§ **Exercise prompt**: Among the entries, find the lines with the string "value" and report them.

§ **Extracted entries**:

/*
 *  sink/mod.rs
 *
 *  trackside - arrival & event schedule panel daemon
 *  (c) 2023-26 trackside contributors
 *
 *  Display sink contract. The panel itself is a remote controller with
 *  a small queued command set: draw commands accumulate between
 *  begin_frame and end_frame and are shown atomically on flush.
 *
 *  This program is free software: you can redistribute it and/or modify
 *  it under the terms of the GNU General Public License as published by
 *  the Free Software Foundation, either version 3 of the License, or
 *  (at your option) any later version.
 *
 *  This program is distributed in the hope that it will be useful,
 *  but WITHOUT ANY WARRANTY; without even the implied warranty of
 *  MERCHANTABILITY or FITNESS FOR A PARTICULAR PURPOSE.  See the
 *  GNU General Public License for more details.
 *
 *  See <http://www.gnu.org/licenses/> to get a copy of the GNU General
 *  Public License.
 *
 */

pub mod mock;
pub mod tcp;

use async_trait::async_trait;
use thiserror::Error;

use crate::fonts::FontClass;
use crate::layout::{DrawCommand, Effects, Rect};

#[derive(Debug, Error)]
pub enum SinkError {
    #[error("panel connection error: {0}")]
    Io(#[from] std::io::Error),
    #[error("command encode error: {0}")]
    Encode(#[from] serde_json::Error),
    #[error("panel fault: {0}")]
    Fault(String),
}

/// Command contract of the panel controller. One long-lived handle per
/// run; any failure here is fatal to the run and handled by the
/// supervisor.
#[async_trait]
pub trait DisplaySink: Send {
    /// Open a new draw queue for the next frame.
    async fn begin_frame(&mut self) -> Result<(), SinkError>;

    /// Wipe the panel contents.
    async fn clear(&mut self) -> Result<(), SinkError>;

    async fn set_brightness(&mut self, level: u8) -> Result<(), SinkError>;

    async fn submit_text(
        &mut self,
        text: &str,
        font: FontClass,
        rect: Rect,
        effects: Effects,
    ) -> Result<(), SinkError>;

    async fn submit_image(&mut self, name: &str, rect: Rect) -> Result<(), SinkError>;

    /// Flush the queued frame to the panel.
    async fn end_frame(&mut self) -> Result<(), SinkError>;

    /// Release the transport. Best effort; called before every restart.
    async fn close(&mut self) -> Result<(), SinkError>;

    /// Queue one prepared draw command.
    async fn submit(&mut self, command: &DrawCommand) -> Result<(), SinkError> {
        match command {
            DrawCommand::Text {
                text,
                font,
                rect,
                effects,
            } => self.submit_text(text, *font, *rect, *effects).await,
            DrawCommand::Image { name, rect } => self.submit_image(name, *rect).await,
        }
    }
}
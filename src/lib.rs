/*
 *  lib.rs
 *
 *  trackside - arrival & event schedule panel daemon
 *  (c) 2023-26 trackside contributors
 *
 *  This program is free software: you can redistribute it and/or modify
 *  it under the terms of the GNU General Public License as published by
 *  the Free Software Foundation, either version 3 of the License, or
 *  (at your option) any later version.
 *
 *  This program is distributed in the hope that it will be useful,
 *  but WITHOUT ANY WARRANTY; without even the implied warranty of
 *  MERCHANTABILITY or FITNESS FOR A PARTICULAR PURPOSE.  See the
 *  GNU General Public License for more details.
 *
 *  See <http://www.gnu.org/licenses/> to get a copy of the GNU General
 *  Public License.
 *
 */

pub mod config;
pub mod cycle;
pub mod eta;
pub mod fonts;
pub mod layout;
pub mod pages;
pub mod providers;
pub mod render;
pub mod samples;
pub mod schedule;
pub mod sink;
pub mod supervisor;
pub mod track;
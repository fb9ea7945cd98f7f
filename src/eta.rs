/*
 *  eta.rs
 *
 *  trackside - arrival & event schedule panel daemon
 *  (c) 2023-26 trackside contributors
 *
 *  Arrival time estimation from raw position history: velocity over the
 *  lookback window, linear extrapolation along the loop, and a jump
 *  clamp to keep the displayed ETA steady against noisy fixes.
 *
 *  This program is free software: you can redistribute it and/or modify
 *  it under the terms of the GNU General Public License as published by
 *  the Free Software Foundation, either version 3 of the License, or
 *  (at your option) any later version.
 *
 *  This program is distributed in the hope that it will be useful,
 *  but WITHOUT ANY WARRANTY; without even the implied warranty of
 *  MERCHANTABILITY or FITNESS FOR A PARTICULAR PURPOSE.  See the
 *  GNU General Public License for more details.
 *
 *  See <http://www.gnu.org/licenses/> to get a copy of the GNU General
 *  Public License.
 *
 */

use chrono::{DateTime, Duration, Utc};
use log::debug;
use std::collections::HashMap;

use crate::samples::{PositionSample, SampleStore};
use crate::track;

#[derive(Debug, Clone, Copy, PartialEq, Eq)]
pub enum ArrivalStatus {
    /// Moving towards the display, ETA computed.
    Approaching,
    /// Within the arrival zone around the display.
    InZone,
    /// No usable estimate this cycle.
    Unknown,
}

/// Derived per-train estimate, recomputed every cycle.
#[derive(Debug, Clone, PartialEq)]
pub struct ArrivalEstimate {
    pub object_id: String,
    pub eta: Option<DateTime<Utc>>,
    pub status: ArrivalStatus,
}

#[derive(Debug, Clone, Copy)]
pub struct EstimatorConfig {
    /// Trackmarker position of the display itself.
    pub query_position: f64,
    /// Total loop length in trackmarker units. Zero means the topology
    /// is not known yet; the estimator fails closed to Unknown.
    pub track_length: f64,
    /// "Station zone" radius around the display, in trackmarker units.
    pub arrival_zone: f64,
    /// Maximum plausible ETA change between consecutive cycles.
    pub max_jump_secs: i64,
}

/// Per-train smoothing state carried across cycles. Owned by the cycle
/// controller and rebuilt from scratch after a restart, so the
/// estimation itself stays a pure function of (config, samples, context).
#[derive(Debug, Default)]
pub struct EtaContext {
    previous: HashMap<String, DateTime<Utc>>,
}

impl EtaContext {
    pub fn new() -> Self {
        Self::default()
    }

    pub fn previous_for(&self, object_id: &str) -> Option<DateTime<Utc>> {
        self.previous.get(object_id).copied()
    }
}

/// Estimate arrivals for every train currently in the store.
pub fn estimate_all(
    cfg: &EstimatorConfig,
    store: &SampleStore,
    ctx: &mut EtaContext,
    now: DateTime<Utc>,
) -> Vec<ArrivalEstimate> {
    let mut ids: Vec<&str> = store.object_ids().collect();
    ids.sort_unstable();

    let mut estimates = Vec::with_capacity(ids.len());
    for id in ids {
        let previous = ctx.previous_for(id);
        let (eta, status) = estimate_one(cfg, store.samples_for(id), previous, now);
        if let Some(eta) = eta {
            ctx.previous.insert(id.to_string(), eta);
        }
        debug!("{}: status {:?}, eta {:?}", id, status, eta);
        estimates.push(ArrivalEstimate {
            object_id: id.to_string(),
            eta,
            status,
        });
    }

    // Forget trains that are no longer reported at all.
    let live: Vec<String> = store.object_ids().map(str::to_string).collect();
    ctx.previous.retain(|id, _| live.iter().any(|l| l == id));

    estimates
}

fn estimate_one(
    cfg: &EstimatorConfig,
    samples: &[PositionSample],
    previous: Option<DateTime<Utc>>,
    now: DateTime<Utc>,
) -> (Option<DateTime<Utc>>, ArrivalStatus) {
    // Without a known loop length every division below is meaningless.
    if !(cfg.track_length > 0.0) {
        return (None, ArrivalStatus::Unknown);
    }
    let (first, last) = match (samples.first(), samples.last()) {
        (Some(f), Some(l)) => (f, l),
        _ => return (None, ArrivalStatus::Unknown),
    };

    if track::loop_distance(last.position, cfg.query_position, cfg.track_length)
        <= cfg.arrival_zone
    {
        return (Some(now), ArrivalStatus::InZone);
    }

    let dt = (last.observed_at - first.observed_at).num_milliseconds() as f64 / 1000.0;
    if dt <= 0.0 {
        // Duplicate timestamps: no velocity this cycle, hold the previous
        // estimate if there is one.
        return match previous {
            Some(prev) => (Some(prev), ArrivalStatus::Approaching),
            None => (None, ArrivalStatus::Unknown),
        };
    }

    let travelled = track::normalize_delta(last.position - first.position, cfg.track_length);
    let velocity = travelled / dt;
    if !velocity.is_finite() || velocity <= 0.0 {
        return (None, ArrivalStatus::Unknown);
    }

    let remaining = track::forward_delta(last.position, cfg.query_position, cfg.track_length);
    let seconds = remaining / velocity;
    if !seconds.is_finite() {
        return (None, ArrivalStatus::Unknown);
    }
    // A barely-moving train produces an ETA far beyond the calendar's
    // range, which would overflow the addition.
    let eta = match now.checked_add_signed(Duration::milliseconds((seconds * 1000.0) as i64)) {
        Some(eta) => eta,
        None => return (None, ArrivalStatus::Unknown),
    };

    // Clamp implausible jumps against last cycle's value. The very first
    // estimate for a train has nothing to compare against and is exempt.
    let eta = match previous {
        Some(prev) if (eta - prev).num_seconds().abs() > cfg.max_jump_secs => prev,
        _ => eta,
    };

    (Some(eta), ArrivalStatus::Approaching)
}

#[cfg(test)]
mod tests {
    use super::*;
    use chrono::TimeZone;

    fn cfg() -> EstimatorConfig {
        EstimatorConfig {
            query_position: 163.0,
            track_length: 1000.0,
            arrival_zone: 5.0,
            max_jump_secs: 30,
        }
    }

    fn t(secs: i64) -> DateTime<Utc> {
        Utc.timestamp_opt(1_700_000_000 + secs, 0).unwrap()
    }

    fn store_with(samples: &[(f64, i64)]) -> SampleStore {
        let mut store = SampleStore::new(Duration::minutes(10));
        for (pos, secs) in samples {
            store.record("gigi", *pos, t(*secs));
        }
        store
    }

    #[test]
    fn no_samples_is_unknown() {
        let store = SampleStore::new(Duration::minutes(10));
        let mut ctx = EtaContext::new();
        assert!(estimate_all(&cfg(), &store, &mut ctx, t(0)).is_empty());

        let (eta, status) = estimate_one(&cfg(), &[], None, t(0));
        assert_eq!(status, ArrivalStatus::Unknown);
        assert!(eta.is_none());
    }

    #[test]
    fn approaching_train_extrapolates_linearly() {
        // 2 units/sec starting at 140, latest fix at 150: 13 units short
        // of the display, so ~6.5 seconds out.
        let store = store_with(&[(140.0, 0), (150.0, 5)]);
        let mut ctx = EtaContext::new();
        let now = t(5);
        let estimates = estimate_all(&cfg(), &store, &mut ctx, now);
        assert_eq!(estimates.len(), 1);
        assert_eq!(estimates[0].status, ArrivalStatus::Approaching);
        let eta = estimates[0].eta.expect("eta");
        assert_eq!((eta - now).num_milliseconds(), 6500);
    }

    #[test]
    fn in_zone_regardless_of_velocity_sign() {
        let mut c = cfg();
        c.arrival_zone = 20.0;
        // latest fix 13 units short of the display, drifting backwards
        let store = store_with(&[(160.0, 0), (150.0, 5)]);
        let mut ctx = EtaContext::new();
        let now = t(5);
        let estimates = estimate_all(&c, &store, &mut ctx, now);
        assert_eq!(estimates[0].status, ArrivalStatus::InZone);
        assert_eq!(estimates[0].eta, Some(now));
    }

    #[test]
    fn wraparound_velocity_is_forward() {
        // 995 -> 5 across the origin: 10 units in 5 seconds
        let store = store_with(&[(995.0, 0), (5.0, 5)]);
        let mut ctx = EtaContext::new();
        let now = t(5);
        let estimates = estimate_all(&cfg(), &store, &mut ctx, now);
        assert_eq!(estimates[0].status, ArrivalStatus::Approaching);
        let eta = estimates[0].eta.expect("eta");
        // 158 units remaining at 2 units/sec
        assert_eq!((eta - now).num_seconds(), 79);
    }

    #[test]
    fn stationary_train_is_unknown() {
        let store = store_with(&[(150.0, 0), (150.0, 5)]);
        let mut ctx = EtaContext::new();
        let estimates = estimate_all(&cfg(), &store, &mut ctx, t(5));
        assert_eq!(estimates[0].status, ArrivalStatus::Unknown);
        assert!(estimates[0].eta.is_none());
    }

    #[test]
    fn barely_moving_train_is_unknown_not_a_panic() {
        // a positional wobble of 1e-10 units over five minutes puts the
        // linear ETA beyond DateTime's range
        let store = store_with(&[(100.0, 0), (100.0000000001, 300)]);
        let mut ctx = EtaContext::new();
        let estimates = estimate_all(&cfg(), &store, &mut ctx, t(300));
        assert_eq!(estimates[0].status, ArrivalStatus::Unknown);
        assert!(estimates[0].eta.is_none());
    }

    #[test]
    fn duplicate_timestamps_reuse_previous_estimate() {
        let samples = [
            PositionSample {
                position: 100.0,
                observed_at: t(0),
            },
            PositionSample {
                position: 120.0,
                observed_at: t(0),
            },
        ];
        let prev = t(40);
        let (eta, status) = estimate_one(&cfg(), &samples, Some(prev), t(0));
        assert_eq!(status, ArrivalStatus::Approaching);
        assert_eq!(eta, Some(prev));

        let (eta, status) = estimate_one(&cfg(), &samples, None, t(0));
        assert_eq!(status, ArrivalStatus::Unknown);
        assert!(eta.is_none());
    }

    #[test]
    fn zero_track_length_fails_closed() {
        let mut c = cfg();
        c.track_length = 0.0;
        let store = store_with(&[(140.0, 0), (150.0, 5)]);
        let mut ctx = EtaContext::new();
        let estimates = estimate_all(&c, &store, &mut ctx, t(5));
        assert_eq!(estimates[0].status, ArrivalStatus::Unknown);
    }

    #[test]
    fn jump_clamp_holds_previous_eta() {
        let c = cfg();
        let mut ctx = EtaContext::new();
        let now = t(5);

        // First cycle: ~6.5s out, no prior value so no clamping.
        let store = store_with(&[(140.0, 0), (150.0, 5)]);
        let first = estimate_all(&c, &store, &mut ctx, now)[0].eta.expect("eta");

        // Next cycle the fix glitches far back down the track, which
        // would move the ETA by minutes. The previous value wins.
        let mut store = SampleStore::new(Duration::minutes(10));
        store.record("gigi", 140.0, t(0));
        store.record("gigi", 300.0, t(10));
        let second = estimate_all(&c, &store, &mut ctx, t(10))[0].clone();
        assert_eq!(second.eta, Some(first));

        // Invariant: consecutive non-null ETAs never differ by more than
        // the configured jump.
        assert!(
            (second.eta.unwrap() - first).num_seconds().abs() <= c.max_jump_secs
        );
    }

    #[test]
    fn smoothing_state_dropped_for_vanished_trains() {
        let c = cfg();
        let mut ctx = EtaContext::new();
        let store = store_with(&[(140.0, 0), (150.0, 5)]);
        estimate_all(&c, &store, &mut ctx, t(5));
        assert!(ctx.previous_for("gigi").is_some());

        let empty = SampleStore::new(Duration::minutes(10));
        estimate_all(&c, &empty, &mut ctx, t(10));
        assert!(ctx.previous_for("gigi").is_none());
    }
}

§ **Exercise answer**:
    // Clamp implausible jumps against last cycle's value. The very first
        // First cycle: ~6.5s out, no prior value so no clamping.
        // would move the ETA by minutes. The previous value wins.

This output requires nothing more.